Quando tu deixa de ter um programa, um departamento de AIDS, além de invisibilizar a AIDS, tu pode ter um efeito de desmonte em níveis locais, e tu tira mais ainda a epidemia de AIDS do debate público, trata como se fosse uma questão irrelevante no contexto da saúde do Brasil, o que é uma mentira, visto que a epidemia tem crescido no país. Os últimos dados mostram que temos tido o incremento da epidemia, principalmente quando se compara com os outros países, onde a América Latina teve um crescimento muito impulsionado pelo crescimento da epidemia de AIDS no Brasil.

BdF RS: Há também o crescimento da epidemia entre os jovens, e ainda por cima temos um governo que vem pregando a abstinência sexual.

Carla: O crescimento da epidemia entre os jovens é muito fruto da perda de espaço de discussão sobre sexualidade. Se tu não discute sobre sua sexualidade, se não tem espaço para problematizar, se não tem acesso à informação com qualidade que possibilidade se prevenir de uma gravidez indesejada, de uma violência sexual, ou identificar isso como uma sessão de abuso, ou uma infecção pelo HIV ou qualquer outra DST. Quanto mais se esconde o tema, mais difícil é fazer um debate, pensar em estratégias de prevenção.

Na década de 90 tentou se implementar no Brasil uma agenda que era pautada na abstinência. A gente consegui fazer frente e o governo brasileiro não comprou a agenda, que era uma agenda americana. É importante a gente pensar que o departamento de AIDS, este que o Bolsonaro finalizou, era um patrimônio do povo brasileiro, porque não era política de governo, era uma política de Estado. Uma política que foi construída na década de 80, que se consolidou nos governos do PSDB, e seguiu nos governos do PT, não era uma política de um partido, de um governo, era uma política de Estado. Era espelho, inclusive, de políticas internacionais. O que foi feito foi acabar com uma política de Estado.


GAPA atua há 28 anos no enfrentamento da epidemia de AIDS / Foto: Fabiana Reinholz

BdF RS: Como está a situação do GAPA?

Carla: Não é só a situação do GAPA, mas das ONGs em geral, que é bastante frágil. O GAPA segue sem sede, existe uma promessa de um espaço coletivo para ser entregue, imaginamos que será até o final do ano, ou ainda no primeiro semestre de 2020. Temos operado muito mais em espaço de incidência política e fazendo alguns atendimentos pontuais, mas não estamos mais atuando de portas abertas, pela falta da sede, e isso faz com que se tenha o acesso dos usuários mais restrito. Continuamos sendo muito procurados pelas redes sociais e pelos telefones, principalmente nos telefones pessoais, de pessoas que, por exemplo, recebem o diagnóstico de HIV, de dúvidas sobre infecção por HIV. Porque apesar das pessoas acharem que é muito fácil, não é. “Ah mas tem tratamento”, mas o impacto de um diagnóstico positivo de HIV na vida das pessoas ainda é muito grande. Ainda tem no imaginário coletivo essa relação entre HIV e morte. As pessoas têm cada vez menos informações objetivas e claras em relação à epidemia, às vias de infecção. Se hoje isso já acontece, imagina se tivermos uma agenda pautada na abstinência sexual, em que não se possa discutir isso, que informação esses jovens terão, que risco estamos correndo de potencializar essa epidemia.

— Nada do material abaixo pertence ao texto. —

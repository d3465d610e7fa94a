//! Profile handlers
//!
//! Profiles are submitted as multipart forms carrying an optional avatar.

use axum::{extract::State, Json};
use gourmet_core::Snowflake;
use gourmet_service::dto::{CreateProfileRequest, ProfileResponse, UpdateProfileRequest};
use gourmet_service::ProfileService;

use crate::extractors::{AuthUser, IdPath, Pagination, ValidatedForm};
use crate::response::{ApiError, ApiResult, Created, NoContent};
use crate::state::AppState;

/// List profiles
///
/// GET /api/profile/
pub async fn list_profiles(
    State(state): State<AppState>,
    _auth: AuthUser,
    Pagination(page): Pagination,
) -> ApiResult<Json<Vec<ProfileResponse>>> {
    let service = ProfileService::new(state.service_context());
    Ok(Json(service.list(page).await?))
}

/// Create a profile for the caller
///
/// POST /api/profile/
pub async fn create_profile(
    State(state): State<AppState>,
    auth: AuthUser,
    ValidatedForm(request): ValidatedForm<CreateProfileRequest>,
) -> ApiResult<Created<Json<ProfileResponse>>> {
    let service = ProfileService::new(state.service_context());
    let response = service.create(auth.actor(), request).await?;
    Ok(Created(Json(response)))
}

/// Get profile by ID
///
/// GET /api/profile/{id}/
pub async fn get_profile(
    State(state): State<AppState>,
    _auth: AuthUser,
    IdPath(profile_id): IdPath,
) -> ApiResult<Json<ProfileResponse>> {
    let service = ProfileService::new(state.service_context());
    Ok(Json(service.get(profile_id).await?))
}

/// Replace a profile
///
/// PUT /api/profile/{id}/
pub async fn replace_profile(
    State(state): State<AppState>,
    auth: AuthUser,
    IdPath(profile_id): IdPath,
    ValidatedForm(request): ValidatedForm<UpdateProfileRequest>,
) -> ApiResult<Json<ProfileResponse>> {
    request.ensure_complete().map_err(ApiError::from)?;
    update(&state, &auth, profile_id, request).await
}

/// Partially update a profile
///
/// PATCH /api/profile/{id}/
pub async fn update_profile(
    State(state): State<AppState>,
    auth: AuthUser,
    IdPath(profile_id): IdPath,
    ValidatedForm(request): ValidatedForm<UpdateProfileRequest>,
) -> ApiResult<Json<ProfileResponse>> {
    update(&state, &auth, profile_id, request).await
}

async fn update(
    state: &AppState,
    auth: &AuthUser,
    profile_id: Snowflake,
    request: UpdateProfileRequest,
) -> ApiResult<Json<ProfileResponse>> {
    let service = ProfileService::new(state.service_context());
    let response = service.update(auth.actor(), profile_id, request).await?;
    Ok(Json(response))
}

/// Delete a profile
///
/// DELETE /api/profile/{id}/
pub async fn delete_profile(
    State(state): State<AppState>,
    auth: AuthUser,
    IdPath(profile_id): IdPath,
) -> ApiResult<NoContent> {
    let service = ProfileService::new(state.service_context());
    service.delete(auth.actor(), profile_id).await?;
    Ok(NoContent)
}

/// List the caller's own profiles
///
/// GET /api/myprofile/
pub async fn my_profiles(
    State(state): State<AppState>,
    auth: AuthUser,
) -> ApiResult<Json<Vec<ProfileResponse>>> {
    let service = ProfileService::new(state.service_context());
    Ok(Json(service.my_profiles(auth.actor()).await?))
}
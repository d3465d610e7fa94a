//! # gourmet-api
//!
//! REST API server built with Axum framework.

pub mod extractors;
pub mod handlers;
pub mod middleware;
pub mod response;
pub mod routes;
pub mod server;
pub mod state;

pub use server::{create_app, create_app_state, run};
pub use state::AppState;
//! # gourmet-core
//!
//! Domain layer containing entities, value objects and the ports (repository and
//! media storage traits) implemented by the infrastructure crates.
//! This crate has zero dependencies on infrastructure (database, web framework, etc.).

pub mod entities;
pub mod error;
pub mod traits;
pub mod value_objects;

// Re-export commonly used types at crate root
pub use entities::{Category, Post, PostChanges, Profile, Restaurant, User};
pub use error::DomainError;
pub use traits::{
    CategoryRepository, MediaStore, PageQuery, PostRepository, ProfileRepository, RepoResult,
    RestaurantRepository, UserRepository,
};
pub use value_objects::{
    normalize_email, Score, Snowflake, SnowflakeGenerator, SnowflakeParseError,
};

BdF RS: O que é preciso ser aperfeiçoado nesse diálogo da AIDS?

Carla: Uma das coisas fundamentais é que consigamos ampliar o debate público acerca do tema. A sociedade tem que ser informada, por exemplo, que aqui no Rio Grande do Sul a gente tem uma epidemia generalizada. A sociedade tem que mais uma vez se envolver e se responsabilizar na construção de uma resposta para a epidemia, seja estando dentro dos espaços de controle social cobrando políticas públicas que atendam as demandas e as novas dinâmicas da epidemia, seja apoiando os atos de rua, enfim. A sociedade tem que se dar conta, como fez na década de 90, de que AIDS é um problema. Enfrentá-la é uma responsabilidade de todos nós. Esse ano lançamos uma campanha para primeiro de dezembro, do GAPA, em parceria com o Fórum ONGS AIDS Rio Grande do Sul, que é: A AIDS é Fato. A campanha é exatamente para dizer para as pessoas que a AIDS no Rio Grande do Sul não é fake news, ela é fato, e precisa que a sociedade se responsabilize com seu enfrentamento.